Continuity across panels

Derik posts a quote from this article on Narration in Comics that discusses cognitive schema and comics. I'd read the article awhile ago, but seized on this part of the quote :
"An extrinsic norm crucial to comics is the interpretation of a figure reappearing in several panels as one and the same figure shown at different moments in time (usually in chronological order)… Usually it is assumed that the event represented in the second panel happens after the event represented in the first one…"

This constraint is no doubt what led Saraceni to posit a principle of sequential images that weighs "new" versus "given" information across a sequence. It's also a type of constraint placed by Gestalt organization: Continuity.

However, what struck me on this reading of that quote, is that this schema is exactly the sort of thing that people who lack knowledge of the visual grammar (or who have a competing grammar) have trouble with.

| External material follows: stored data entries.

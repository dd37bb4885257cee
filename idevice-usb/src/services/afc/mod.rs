// Jackson Coxson

//! AFC (Apple File Conduit) client. The service speaks its own framing on
//! top of the mux connection: a 40-byte little-endian header with the
//! `CFA6LPAA` magic, an opcode and a running packet number.

pub mod errors;
pub mod opcode;
pub mod packet;

use std::collections::HashMap;

use log::warn;

use crate::{DeviceConnection, DeviceError};
use errors::AfcError;
use opcode::AfcOpcode;
use packet::{AfcPacket, AfcPacketHeader};

/// `CFA6LPAA` in little-endian byte order.
pub const MAGIC: u64 = 0x4141504c36414643;

/// Client for the file conduit service.
pub struct AfcClient {
    pub connection: DeviceConnection,
    packet_num: u64,
}

/// Filesystem facts AFC reports for the whole device.
#[derive(Clone, Debug)]
pub struct AfcDeviceInfo {
    pub model: String,
    pub total_bytes: u64,
    pub free_bytes: u64,
    pub block_size: u64,
}

impl super::ServiceClient for AfcClient {
    fn service_name() -> &'static str {
        "com.apple.afc"
    }

    fn from_connection(connection: DeviceConnection) -> Self {
        Self::new(connection)
    }
}

impl AfcClient {
    pub fn new(connection: DeviceConnection) -> Self {
        Self {
            connection,
            packet_num: 0,
        }
    }

    /// Sends one AFC packet, stamping the running packet number.
    pub async fn send(&mut self, operation: AfcOpcode, header_payload: Vec<u8>, payload: Vec<u8>)
        -> Result<(), DeviceError>
    {
        let header_len = AfcPacketHeader::LEN + header_payload.len() as u64;
        let packet = AfcPacket {
            header: AfcPacketHeader {
                magic: MAGIC,
                entire_len: header_len + payload.len() as u64,
                header_payload_len: header_len,
                packet_num: self.packet_num,
                operation,
            },
            header_payload,
            payload,
        };
        self.packet_num += 1;
        self.connection.send_raw(&packet.serialize()).await
    }

    /// Reads one AFC packet, surfacing a Status payload as its error code.
    pub async fn read(&mut self) -> Result<AfcPacket, DeviceError> {
        let packet = AfcPacket::read(&mut self.connection).await?;
        if packet.header.operation == AfcOpcode::Status {
            if let Some(code) = packet
                .header_payload
                .get(..8)
                .map(|b| u64::from_le_bytes(b.try_into().unwrap()))
            {
                if let Err(e) = AfcError::from_code(code) {
                    return Err(e.into());
                }
            }
        }
        Ok(packet)
    }

    async fn request(
        &mut self,
        operation: AfcOpcode,
        header_payload: Vec<u8>,
    ) -> Result<AfcPacket, DeviceError> {
        self.send(operation, header_payload, Vec::new()).await?;
        self.read().await
    }

    /// Fetches the device-wide filesystem info.
    pub async fn get_device_info(&mut self) -> Result<AfcDeviceInfo, DeviceError> {
        let res = self.request(AfcOpcode::GetDevInfo, Vec::new()).await?;
        let kv = parse_key_values(&res.payload);
        let take = |key: &str| -> Result<String, DeviceError> {
            kv.get(key).cloned().ok_or_else(|| {
                warn!("device info response missing {key}");
                DeviceError::Unknown(format!("device info response missing {key}"))
            })
        };
        Ok(AfcDeviceInfo {
            model: take("Model")?,
            total_bytes: take("FSTotalBytes")?.parse().unwrap_or(0),
            free_bytes: take("FSFreeBytes")?.parse().unwrap_or(0),
            block_size: take("FSBlockSize")?.parse().unwrap_or(0),
        })
    }

    /// Lists the entries of a directory on the device.
    pub async fn list_dir(&mut self, path: impl Into<String>) -> Result<Vec<String>, DeviceError> {
        let path = path.into();
        let res = self
            .request(AfcOpcode::ReadDir, null_terminated(&path))
            .await?;
        Ok(split_strings(&res.payload)
            .into_iter()
            .filter(|entry| entry != "." && entry != "..")
            .collect())
    }

    /// Key/value metadata for one path.
    pub async fn get_file_info(
        &mut self,
        path: impl Into<String>,
    ) -> Result<HashMap<String, String>, DeviceError> {
        let path = path.into();
        let res = self
            .request(AfcOpcode::GetFileInfo, null_terminated(&path))
            .await?;
        Ok(parse_key_values(&res.payload))
    }

    pub async fn make_dir(&mut self, path: impl Into<String>) -> Result<(), DeviceError> {
        let path = path.into();
        self.request(AfcOpcode::MakeDir, null_terminated(&path))
            .await?;
        Ok(())
    }

    pub async fn remove_path(&mut self, path: impl Into<String>) -> Result<(), DeviceError> {
        let path = path.into();
        self.request(AfcOpcode::RemovePath, null_terminated(&path))
            .await?;
        Ok(())
    }

    pub async fn rename_path(
        &mut self,
        source: impl Into<String>,
        dest: impl Into<String>,
    ) -> Result<(), DeviceError> {
        let mut header_payload = null_terminated(&source.into());
        header_payload.extend_from_slice(&null_terminated(&dest.into()));
        self.request(AfcOpcode::RenamePath, header_payload).await?;
        Ok(())
    }
}

fn null_terminated(s: &str) -> Vec<u8> {
    let mut out = s.as_bytes().to_vec();
    out.push(0);
    out
}

fn split_strings(payload: &[u8]) -> Vec<String> {
    payload
        .split(|b| *b == 0)
        .filter(|chunk| !chunk.is_empty())
        .map(|chunk| String::from_utf8_lossy(chunk).to_string())
        .collect()
}

/// AFC returns tables as a flat null-separated key, value, key, value list.
fn parse_key_values(payload: &[u8]) -> HashMap<String, String> {
    let strings = split_strings(payload);
    strings
        .chunks_exact(2)
        .map(|pair| (pair[0].clone(), pair[1].clone()))
        .collect()
}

For instance, kids below four years old seem to have no ability to make coherent sense of connecting juxtaposed panels — they can recognize the meaningful content of the things in each panel, but they can't seem to connect them as part of a narrative sequence. (They also seem unable to recognize any representations in the images that are predicated on understanding the causation between panels).

A comparable thing happens with the native Australians who use sand narratives. They draw their narratives unfolding in the same space over time, and when presented with juxtaposed panels, think that each panel is a new scene. For them, their own system inhibits this recognition of continuity across panels.

What's also striking is that there are tons of examples where this constraint is not upheld immediately — many (most?) sequences don't feature the same characters over and over in panels. This is one of the reasons that a linear approach to sequential images (like "panel transitions") just can't work.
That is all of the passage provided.